To solve the problem, we will follow these steps: ### Step 1: Understand the problem We know that a body is moving with uniform acceleration. We are given the distances covered in two intervals: 14 m in the first 2 seconds and 88 m in the next 4 seconds. We need to find the distance traveled in the 5th second. ### Step 2: Use the kinematic equation for the first interval For the first 2 seconds, we can use the kinematic equation: \[ S = Ut + \frac{1}{2}At^2 \] Where: - \( S \) = distance covered (14 m) - \( U \) = initial velocity - \( A \) = acceleration - \( t \) = time (2 seconds) Substituting the values, we get: \[ 14 = U(2) + \frac{1}{2}A(2^2) \] \[ 14 = 2U + 2A \] This simplifies to: \[ 2U + 2A = 14 \] Dividing through by 2: \[ U + A = 7 \quad \text{(Equation 1)} \] ### Step 3: Use the kinematic equation for the second interval For the next 4 seconds (from 2 seconds to 6 seconds), the total distance covered is 88 m.

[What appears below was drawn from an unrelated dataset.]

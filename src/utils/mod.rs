//! Utility modules for the editor.

pub mod command;
pub mod editor;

The total distance from the start to 6 seconds is: \[ S = U(6) + \frac{1}{2}A(6^2) \] So, we have: \[ 14 + 88 = U(6) + \frac{1}{2}A(36) \] This simplifies to: \[ 102 = 6U + 18A \] Dividing through by 6: \[ 17 = U + 3A \quad \text{(Equation 2)} \] ### Step 4: Solve the equations simultaneously Now we have two equations: 1. \( U + A = 7 \) 2. \( U + 3A = 17 \) Subtract Equation 1 from Equation 2: \[ (U + 3A) - (U + A) = 17 - 7 \] This simplifies to: \[ 2A = 10 \] Thus, we find: \[ A = 5 \, \text{m/s}^2 \] Now substitute \( A \) back into Equation 1: \[ U + 5 = 7 \] So, \[ U = 2 \, \text{m/s} \] ### Step 5: Calculate the distance traveled in the 5th second The distance covered in the nth second is given by the formula: \[ S_n = U + \frac{1}{2}A(2n - 1) \] For the 5th second (\( n = 5 \)): \[ S_5 = 2 + \frac{1}{2}(5)(2 \times 5 - 1) \] Calculating: \[ S_5 = 2 + \frac{1}{2}(5)(9) \] \[ S_5 = 2 + \frac{45}{2} \] \[ S_5 = 2 + 22.5 = 24.5 \, \text{m} \] ### Final Answer The distance traveled by the body in the 5th second is **24.5 meters**. ---